Blackfriars Pier to Putney Pier
Wednesday April 12th 2014
I don’t usually get up this early unless having to catch a
plane, but we had left that joy to Mary who should be safely re-united with
family in Hong Kong. Jo and I had merely
started off early in order to catch the last westbound River Boat Number 6 from
Blackfriars Pier. We were early enough to watch the last of the mist dissipate
from the top of the Shard and the trip took place in spring sunshine. However
as this model of Thames Clipper is much smaller than last week’s there is no
deck room for passengers so we took our photos through glass. ‘Storm Clipper’
was also small enough for us to feel the wake of other bigger boats. It bobbled in other words.
The bonus of heading this way was that we were almost the
only passengers. Kylie (not that one, though she was antipodean), who uses this
route for her daily commute, was a helpful and friendly guide to different
sites along the way. As a regular she knew the crew and made sure they were
aware of their ‘celebrity passengers’ (their words not ours) so we had en route
input from Dean , the crew member, leaving Alfie to steer the boat. Dean read about us in his local paper, though
he was too polite to say what he thought of the project.
Blackfriars Pier is on the North Bank and while we were
waiting there were plenty of runners and riders using the comparative peace of
the Thames-side path to exercise. Most of the Victoria Embankment was built in
the late 19th century and is another debt we owe to Mr Bazelgette
and his attempts to ‘clean up’ disease ridden Victorian London.
Of some interest is 2 Temple Road, with selective but free opening times.
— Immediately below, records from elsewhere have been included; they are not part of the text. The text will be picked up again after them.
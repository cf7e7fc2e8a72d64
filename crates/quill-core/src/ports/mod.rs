//! Ports - trait definitions for external dependencies.
//! These are the "interfaces" that infrastructure must implement.

mod clock;
mod notifier;
mod storage;

pub use clock::Clock;
pub use notifier::Notifier;
pub use storage::{KeyValueStore, StorageError};
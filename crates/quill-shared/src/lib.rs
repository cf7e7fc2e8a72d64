//! # Quill Shared
//!
//! Wire types shared between the server and any client of it.

pub mod dto;
pub mod response;

pub use response::{ApiResponse, ErrorResponse};
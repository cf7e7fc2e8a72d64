use chrono::{DateTime, Utc};

/// Source of the current instant.
pub trait Clock: Send + Sync {
    fn now(&self) -> DateTime<Utc>;
}
//! Application configuration loaded from environment variables.

use std::env;
use std::path::PathBuf;

use chrono::{DateTime, FixedOffset, Local};
use quill_infra::{DEFAULT_STORAGE_KEY, SchedulerConfig};

/// Application configuration.
#[derive(Debug, Clone)]
pub struct AppConfig {
    pub host: String,
    pub port: u16,
    /// Directory for the durable post slot. In-memory storage when unset.
    pub data_dir: Option<PathBuf>,
    pub pipeline: PipelineConfig,
}

/// Settings of the submission and promotion pipeline.
#[derive(Debug, Clone)]
pub struct PipelineConfig {
    pub storage_key: String,
    /// Offset zone-less input is read in and display timestamps are rendered in.
    pub zone: FixedOffset,
    pub scheduler: SchedulerConfig,
}

impl Default for PipelineConfig {
    fn default() -> Self {
        Self {
            storage_key: DEFAULT_STORAGE_KEY.to_string(),
            zone: *Local::now().offset(),
            scheduler: SchedulerConfig::default(),
        }
    }
}

impl AppConfig {
    /// Load configuration from environment variables.
    pub fn from_env() -> Self {
        Self {
            host: env::var("HOST").unwrap_or_else(|_| "127.0.0.1".to_string()),
            port: env::var("PORT")
                .ok()
                .and_then(|p| p.parse().ok())
                .unwrap_or(8080),
            data_dir: env::var("QUILL_DATA_DIR")
                .ok()
                .filter(|dir| !dir.trim().is_empty())
                .map(PathBuf::from),
            pipeline: PipelineConfig::from_env(),
        }
    }
}

impl PipelineConfig {
    pub fn from_env() -> Self {
        let zone = match env::var("QUILL_UTC_OFFSET") {
            Ok(raw) => parse_offset(&raw).unwrap_or_else(|| {
                tracing::warn!(value = %raw, "Invalid QUILL_UTC_OFFSET, using local offset");
                *Local::now().offset()
            }),
            Err(_) => *Local::now().offset(),
        };

        Self {
            storage_key: env::var("QUILL_STORAGE_KEY")
                .unwrap_or_else(|_| DEFAULT_STORAGE_KEY.to_string()),
            zone,
            scheduler: SchedulerConfig::from_env(),
        }
    }
}

/// Parse `+HH:MM`, `-HH:MM` or `Z`.
fn parse_offset(raw: &str) -> Option<FixedOffset> {
    DateTime::parse_from_rfc3339(&format!("2000-01-01T00:00:00{}", raw.trim()))
        .ok()
        .map(|at| *at.offset())
}
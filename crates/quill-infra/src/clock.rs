//! Clock implementations.

use chrono::{DateTime, Utc};
use tokio::time::Instant;

use quill_core::ports::Clock;

/// Wall clock.
#[derive(Debug, Clone, Copy, Default)]
pub struct SystemClock;

impl Clock for SystemClock {
    fn now(&self) -> DateTime<Utc> {
        Utc::now()
    }
}

/// Wall time captured once, then advanced by the tokio monotonic clock.
///
/// Under a paused tokio runtime this follows simulated time, which makes
/// scheduler timing reproducible.
#[derive(Debug, Clone, Copy)]
pub struct AnchoredClock {
    wall: DateTime<Utc>,
    anchor: Instant,
}

impl AnchoredClock {
    pub fn new() -> Self {
        Self::starting_at(Utc::now())
    }

    pub fn starting_at(wall: DateTime<Utc>) -> Self {
        Self {
            wall,
            anchor: Instant::now(),
        }
    }
}

impl Default for AnchoredClock {
    fn default() -> Self {
        Self::new()
    }
}

impl Clock for AnchoredClock {
    fn now(&self) -> DateTime<Utc> {
        let elapsed = Instant::now().saturating_duration_since(self.anchor);
        match chrono::Duration::from_std(elapsed) {
            Ok(elapsed) => self.wall + elapsed,
            Err(_) => self.wall,
        }
    }
}
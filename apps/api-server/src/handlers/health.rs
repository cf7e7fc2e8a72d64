//! Health check endpoint.

use actix_web::{HttpResponse, web};
use serde::Serialize;

use crate::state::AppState;

#[derive(Serialize)]
#[serde(rename_all = "camelCase")]
pub struct HealthResponse {
    pub status: &'static str,
    pub version: &'static str,
    pub timestamp: String,
    pub scheduler_running: bool,
}

/// Health check endpoint - reports liveness and whether promotion is active.
///
/// GET /api/health
pub async fn health_check(state: web::Data<AppState>) -> HttpResponse {
    let response = HealthResponse {
        status: "ok",
        version: env!("CARGO_PKG_VERSION"),
        timestamp: chrono::Utc::now().to_rfc3339(),
        scheduler_running: state.controller.is_scheduler_running().await,
    };

    HttpResponse::Ok().json(response)
}
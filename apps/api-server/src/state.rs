//! Application state - shared across all handlers.

use std::sync::Arc;

use quill_core::ports::KeyValueStore;
use quill_infra::{InMemoryKeyValueStore, LogNotifier, SystemClock};

#[cfg(feature = "fs")]
use quill_infra::FileKeyValueStore;

use crate::config::AppConfig;
use crate::controller::Controller;

/// Shared application state.
#[derive(Clone)]
pub struct AppState {
    pub controller: Arc<Controller>,
}

impl AppState {
    /// Build the application state with appropriate implementations.
    pub fn new(config: &AppConfig) -> Self {
        let storage = Self::storage(config);
        let controller = Controller::new(
            storage,
            Arc::new(SystemClock),
            Arc::new(LogNotifier),
            &config.pipeline,
        );

        tracing::info!("Application state initialized");

        Self {
            controller: Arc::new(controller),
        }
    }

    #[cfg(feature = "fs")]
    fn storage(config: &AppConfig) -> Arc<dyn KeyValueStore> {
        let Some(dir) = &config.data_dir else {
            tracing::warn!("QUILL_DATA_DIR not set. Posts are kept in memory only.");
            return Arc::new(InMemoryKeyValueStore::new());
        };

        match FileKeyValueStore::open(dir) {
            Ok(store) => {
                tracing::info!(dir = %dir.display(), "Using file storage");
                Arc::new(store)
            }
            Err(e) => {
                tracing::error!(
                    "Failed to open data directory {}: {}. Using in-memory fallback.",
                    dir.display(),
                    e
                );
                Arc::new(InMemoryKeyValueStore::new())
            }
        }
    }

    #[cfg(not(feature = "fs"))]
    fn storage(_config: &AppConfig) -> Arc<dyn KeyValueStore> {
        tracing::info!("Running without fs feature - using in-memory storage");
        Arc::new(InMemoryKeyValueStore::new())
    }
}
//! # Quill Server
//!
//! Actix-web front for the post scheduler: accepts drafts, serves the feed,
//! and keeps the promotion scheduler running for the life of the process.

use actix_web::{App, HttpServer, web};
use tracing_actix_web::TracingLogger;

mod config;
mod controller;
mod handlers;
mod middleware;
mod state;
mod telemetry;

use config::AppConfig;
use state::AppState;
use telemetry::{TelemetryConfig, init_telemetry};

#[actix_web::main]
async fn main() -> std::io::Result<()> {
    // Load .env file if present
    dotenvy::dotenv().ok();

    init_telemetry(&TelemetryConfig::from_env());

    let config = AppConfig::from_env();

    tracing::info!(
        "Starting Quill server on {}:{}",
        config.host,
        config.port
    );

    let state = AppState::new(&config);
    state.controller.resume().await;

    let server_state = state.clone();
    let result = HttpServer::new(move || {
        App::new()
            .wrap(TracingLogger::default())
            .app_data(web::Data::new(server_state.clone()))
            .configure(handlers::configure_routes)
    })
    .bind((config.host.as_str(), config.port))?
    .run()
    .await;

    state.controller.shutdown().await;
    tracing::info!("Quill server stopped");
    result
}
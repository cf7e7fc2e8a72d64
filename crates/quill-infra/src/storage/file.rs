//! File-backed key-value store. Each key lives in `<dir>/<key>.json`.

use std::fs;
use std::io::ErrorKind;
use std::path::PathBuf;

use quill_core::ports::{KeyValueStore, StorageError};

/// Durable store writing one file per key.
///
/// Writes go to a temporary file first and are renamed over the target, so a
/// reader sees either the old value or the new one.
pub struct FileKeyValueStore {
    dir: PathBuf,
}

impl FileKeyValueStore {
    /// Open a store rooted at `dir`, creating the directory if needed.
    pub fn open(dir: impl Into<PathBuf>) -> Result<Self, StorageError> {
        let dir = dir.into();
        fs::create_dir_all(&dir)?;
        tracing::debug!(dir = %dir.display(), "File store opened");
        Ok(Self { dir })
    }

    fn path_for(&self, key: &str) -> Result<PathBuf, StorageError> {
        let valid = !key.is_empty()
            && key
                .chars()
                .all(|c| c.is_ascii_alphanumeric() || c == '_' || c == '-');
        if !valid {
            return Err(StorageError::Unavailable(format!("invalid key: {key:?}")));
        }
        Ok(self.dir.join(format!("{key}.json")))
    }
}

impl KeyValueStore for FileKeyValueStore {
    fn get(&self, key: &str) -> Result<Option<String>, StorageError> {
        let path = self.path_for(key)?;
        match fs::read_to_string(&path) {
            Ok(value) => Ok(Some(value)),
            Err(e) if e.kind() == ErrorKind::NotFound => Ok(None),
            Err(e) => Err(e.into()),
        }
    }

    fn set(&self, key: &str, value: &str) -> Result<(), StorageError> {
        let path = self.path_for(key)?;
        let tmp_path = path.with_extension("json.tmp");

        fs::write(&tmp_path, value)?;
        fs::rename(&tmp_path, &path)?;
        Ok(())
    }
}
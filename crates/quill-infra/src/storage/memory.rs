//! In-memory key-value store - the default when no data directory is set.

use std::collections::HashMap;
use std::sync::RwLock;
use std::sync::atomic::{AtomicUsize, Ordering};

use quill_core::ports::{KeyValueStore, StorageError};

/// In-memory store using a simple HashMap behind a RwLock.
///
/// Optionally enforces a byte quota on the total stored size.
/// Note: Data is lost on process restart.
pub struct InMemoryKeyValueStore {
    store: RwLock<HashMap<String, String>>,
    quota: Option<usize>,
    writes: AtomicUsize,
}

impl InMemoryKeyValueStore {
    pub fn new() -> Self {
        Self {
            store: RwLock::new(HashMap::new()),
            quota: None,
            writes: AtomicUsize::new(0),
        }
    }

    /// Store that rejects writes pushing the total size past `bytes`.
    pub fn with_quota(bytes: usize) -> Self {
        Self {
            quota: Some(bytes),
            ..Self::new()
        }
    }

    /// Number of successful `set` calls so far.
    pub fn writes(&self) -> usize {
        self.writes.load(Ordering::Relaxed)
    }

    fn poisoned<T>(_: T) -> StorageError {
        StorageError::Unavailable("lock poisoned".to_string())
    }
}

impl Default for InMemoryKeyValueStore {
    fn default() -> Self {
        Self::new()
    }
}

impl KeyValueStore for InMemoryKeyValueStore {
    fn get(&self, key: &str) -> Result<Option<String>, StorageError> {
        let store = self.store.read().map_err(Self::poisoned)?;
        Ok(store.get(key).cloned())
    }

    fn set(&self, key: &str, value: &str) -> Result<(), StorageError> {
        let mut store = self.store.write().map_err(Self::poisoned)?;

        if let Some(quota) = self.quota {
            let others: usize = store
                .iter()
                .filter(|(k, _)| k.as_str() != key)
                .map(|(k, v)| k.len() + v.len())
                .sum();
            let needed = others + key.len() + value.len();
            if needed > quota {
                return Err(StorageError::QuotaExceeded(format!(
                    "{needed} bytes needed, {quota} allowed"
                )));
            }
        }

        store.insert(key.to_string(), value.to_string());
        self.writes.fetch_add(1, Ordering::Relaxed);
        Ok(())
    }
}

#[cfg(test)]
mod tests {
    use super::*;

    #[test]
    fn test_set_and_get() {
        let store = InMemoryKeyValueStore::new();
        store.set("key1", "value1").unwrap();
        assert_eq!(store.get("key1").unwrap(), Some("value1".to_string()));
        assert_eq!(store.writes(), 1);
    }

    #[test]
    fn test_overwrite() {
        let store = InMemoryKeyValueStore::new();
        store.set("key1", "value1").unwrap();
        store.set("key1", "value2").unwrap();
        assert_eq!(store.get("key1").unwrap(), Some("value2".to_string()));
    }

    #[test]
    fn test_quota_keeps_previous_value() {
        let store = InMemoryKeyValueStore::with_quota(16);
        store.set("k", "short").unwrap();

        let err = store.set("k", "far too long for the quota").unwrap_err();
        assert!(matches!(err, StorageError::QuotaExceeded(_)));
        assert_eq!(store.get("k").unwrap(), Some("short".to_string()));
        assert_eq!(store.writes(), 1);
    }
}
//! # Quill Core
//!
//! The domain layer of the Quill post scheduler: validation, the post store
//! and the feed projection. Pure logic with zero infrastructure dependencies.

pub mod domain;
pub mod error;
pub mod feed;
pub mod ports;
pub mod store;
pub mod validation;

pub use domain::{Draft, NormalizedDraft, Post, PostId, PostStatus};
pub use error::{DomainError, FieldErrors, SubmitError, ValidationError};
pub use store::{PostStore, Posts, Sweep};
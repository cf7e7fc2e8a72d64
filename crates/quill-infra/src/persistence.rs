//! Persistence gateway - whole-collection load/save of posts in one storage slot.
//!
//! Failures never reach the caller: a failed save is logged and the in-memory
//! state stays authoritative, a failed load yields an empty collection.

use std::sync::Arc;

use quill_core::Post;
use quill_core::ports::{KeyValueStore, StorageError};

/// Slot the post collection is stored under.
pub const DEFAULT_STORAGE_KEY: &str = "scheduled_posts";

/// Persistence errors, reported through logs only.
#[derive(Debug, thiserror::Error)]
pub enum PersistenceError {
    #[error("Storage failed: {0}")]
    Storage(#[from] StorageError),

    #[error("Serialization failed: {0}")]
    Serialization(#[from] serde_json::Error),
}

pub struct PersistenceGateway {
    store: Arc<dyn KeyValueStore>,
    key: String,
}

impl PersistenceGateway {
    pub fn new(store: Arc<dyn KeyValueStore>, key: impl Into<String>) -> Self {
        Self {
            store,
            key: key.into(),
        }
    }

    /// Overwrite the slot with `posts`. A failed write is logged and the
    /// slot keeps its previous value.
    pub fn save(&self, posts: &[Post]) {
        match self.try_save(posts) {
            Ok(()) => {
                tracing::debug!(key = %self.key, count = posts.len(), "Posts saved");
            }
            Err(e) => {
                tracing::error!(key = %self.key, error = %e, "Failed to save posts");
            }
        }
    }

    /// Read the slot. Absent, blank or unreadable content loads as empty.
    pub fn load(&self) -> Vec<Post> {
        match self.try_load() {
            Ok(posts) => {
                tracing::debug!(key = %self.key, count = posts.len(), "Posts loaded");
                posts
            }
            Err(e) => {
                tracing::error!(key = %self.key, error = %e, "Failed to load posts");
                Vec::new()
            }
        }
    }

    fn try_save(&self, posts: &[Post]) -> Result<(), PersistenceError> {
        let json = serde_json::to_string(posts)?;
        self.store.set(&self.key, &json)?;
        Ok(())
    }

    fn try_load(&self) -> Result<Vec<Post>, PersistenceError> {
        match self.store.get(&self.key)? {
            Some(raw) if !raw.trim().is_empty() => Ok(serde_json::from_str(&raw)?),
            _ => Ok(Vec::new()),
        }
    }
}
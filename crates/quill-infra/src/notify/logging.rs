//! Notifier that only writes to the log.

use async_trait::async_trait;

use quill_core::ports::Notifier;

#[derive(Debug, Clone, Copy, Default)]
pub struct LogNotifier;

#[async_trait]
impl Notifier for LogNotifier {
    async fn success(&self, message: &str) {
        tracing::info!(notification = "success", "{}", message);
    }

    async fn failure(&self, message: &str) {
        tracing::warn!(notification = "failure", "{}", message);
    }
}
//! Domain-level error types.

use std::collections::BTreeMap;
use std::fmt;

use thiserror::Error;

use crate::domain::PostId;

/// Longest accepted post body, counted after trimming.
pub const MAX_CONTENT_CHARS: usize = 1000;

/// Draft field a validation error is attached to.
#[derive(Debug, Clone, Copy, PartialEq, Eq, PartialOrd, Ord, Hash)]
pub enum Field {
    Content,
    ScheduledTime,
}

impl Field {
    /// Key used by the presentation layer for this field.
    pub fn key(&self) -> &'static str {
        match self {
            Field::Content => "content",
            Field::ScheduledTime => "scheduledTime",
        }
    }
}

impl fmt::Display for Field {
    fn fmt(&self, f: &mut fmt::Formatter<'_>) -> fmt::Result {
        f.write_str(self.key())
    }
}

/// A single rule violation in a submitted draft.
#[derive(Debug, Clone, PartialEq, Eq, Error)]
pub enum ValidationError {
    #[error("Description is required")]
    RequiredField,

    #[error("Description cannot exceed 1000 characters")]
    TooLong { length: usize },

    #[error("Please select a date and time")]
    MissingField,

    #[error("Please select a valid date and time")]
    InvalidFormat(String),

    #[error("Please select a future date and time")]
    NotInFuture,
}

impl ValidationError {
    pub fn field(&self) -> Field {
        match self {
            ValidationError::RequiredField | ValidationError::TooLong { .. } => Field::Content,
            ValidationError::MissingField
            | ValidationError::InvalidFormat(_)
            | ValidationError::NotInFuture => Field::ScheduledTime,
        }
    }
}

/// Every violation found in one draft, at most one per field.
#[derive(Debug, Clone, Default, PartialEq, Eq, Error)]
#[error("Validation failed for {}", join_fields(.errors))]
pub struct FieldErrors {
    errors: BTreeMap<Field, ValidationError>,
}

impl FieldErrors {
    pub fn new() -> Self {
        Self::default()
    }

    /// Record a violation. The first error reported for a field wins.
    pub fn push(&mut self, error: ValidationError) {
        self.errors.entry(error.field()).or_insert(error);
    }

    pub fn get(&self, field: Field) -> Option<&ValidationError> {
        self.errors.get(&field)
    }

    pub fn is_empty(&self) -> bool {
        self.errors.is_empty()
    }

    pub fn len(&self) -> usize {
        self.errors.len()
    }

    pub fn iter(&self) -> impl Iterator<Item = &ValidationError> {
        self.errors.values()
    }

    /// User-facing messages keyed by field name.
    pub fn messages(&self) -> BTreeMap<String, String> {
        self.errors
            .iter()
            .map(|(field, error)| (field.key().to_string(), error.to_string()))
            .collect()
    }
}

fn join_fields(errors: &BTreeMap<Field, ValidationError>) -> String {
    errors.keys().map(Field::key).collect::<Vec<_>>().join(", ")
}

/// Domain errors - business logic failures.
#[derive(Debug, Error)]
pub enum DomainError {
    #[error("Duplicate post id: {0}")]
    Duplicate(PostId),

    #[error("Internal error: {0}")]
    Internal(String),
}

/// Outcome of a rejected submission.
#[derive(Debug, Error)]
pub enum SubmitError {
    #[error(transparent)]
    Invalid(#[from] FieldErrors),

    #[error("Submission failed: {0}")]
    Failed(#[from] DomainError),
}
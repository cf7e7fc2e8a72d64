//! Read-side projection of the published feed.

use chrono::{DateTime, Utc};

use crate::domain::Post;

/// Posts whose time has arrived, most recently due first.
///
/// Filters on `scheduled_time` rather than status, so posts a sweep has not
/// reached yet still show up. Ties keep their storage order.
pub fn project(posts: &[Post], now: DateTime<Utc>) -> Vec<Post> {
    let mut feed: Vec<Post> = posts
        .iter()
        .filter(|p| p.scheduled_time <= now)
        .cloned()
        .collect();

    feed.sort_by(|a, b| b.scheduled_time.cmp(&a.scheduled_time));
    feed
}
//! # Quill Infrastructure
//!
//! Concrete implementations of the ports defined in `quill-core`, plus the
//! persistence gateway and the promotion scheduler built on top of them.
//!
//! ## Feature Flags
//!
//! - `fs` (default) - durable file-backed key-value store

pub mod clock;
pub mod notify;
pub mod persistence;
pub mod scheduler;
pub mod storage;

// Re-exports
pub use clock::{AnchoredClock, SystemClock};
pub use notify::{ChannelNotifier, LogNotifier, Notification};
pub use persistence::{DEFAULT_STORAGE_KEY, PersistenceError, PersistenceGateway};
pub use scheduler::{PostsChanged, PromotionScheduler, SchedulerConfig, SharedStore};
pub use storage::InMemoryKeyValueStore;

#[cfg(feature = "fs")]
pub use storage::FileKeyValueStore;
/// Key-value storage trait - abstraction over the durable slot posts live in.
///
/// Calls are synchronous and writes overwrite the whole value.
pub trait KeyValueStore: Send + Sync {
    /// Read a value. `Ok(None)` when the key was never written.
    fn get(&self, key: &str) -> Result<Option<String>, StorageError>;

    /// Replace the value stored under `key`.
    fn set(&self, key: &str, value: &str) -> Result<(), StorageError>;
}

/// Storage operation errors.
#[derive(Debug, thiserror::Error)]
pub enum StorageError {
    #[error("Storage unavailable: {0}")]
    Unavailable(String),

    #[error("Quota exceeded: {0}")]
    QuotaExceeded(String),

    #[error("I/O failed: {0}")]
    Io(#[from] std::io::Error),
}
Also set back is the rather magical and secluded Temple
Church.
Opposite, mostly dating from the Fifties and the Festival of
Britain, is the South Bank , now an Arts Culture Hub, a good place for a stroll
and a street food destination in its own
right.
There are several monuments along the banks better
appreciated for the detail on foot but certainly a boat offers a grand view. A major example is Cleopatra’s needle,
grandly mis-named but clearly leading a charmed life nevertheless as it could
so easily have been buried in sand at
source, lost at sea en route to London and then damaged by the Luftwaffe.
Nowadays compared to the London Eye revolving gently on the opposite bank it
gets little attention. Our first stop was the Westminster Embankment.
Westminster Bridge is under renovation and this is how they
do it. We are very much in the last phase I think. The Houses of
Parliament have also recently been cleaned and Jo and I remembered that their
architect Pugin was less well balanced
than some of his peers, dying of exhaustion aged 40, though having eight
children may have been a contributory factor. To the other side of the bridge stands the
aptly named Portcullis House where many MPs have their offices.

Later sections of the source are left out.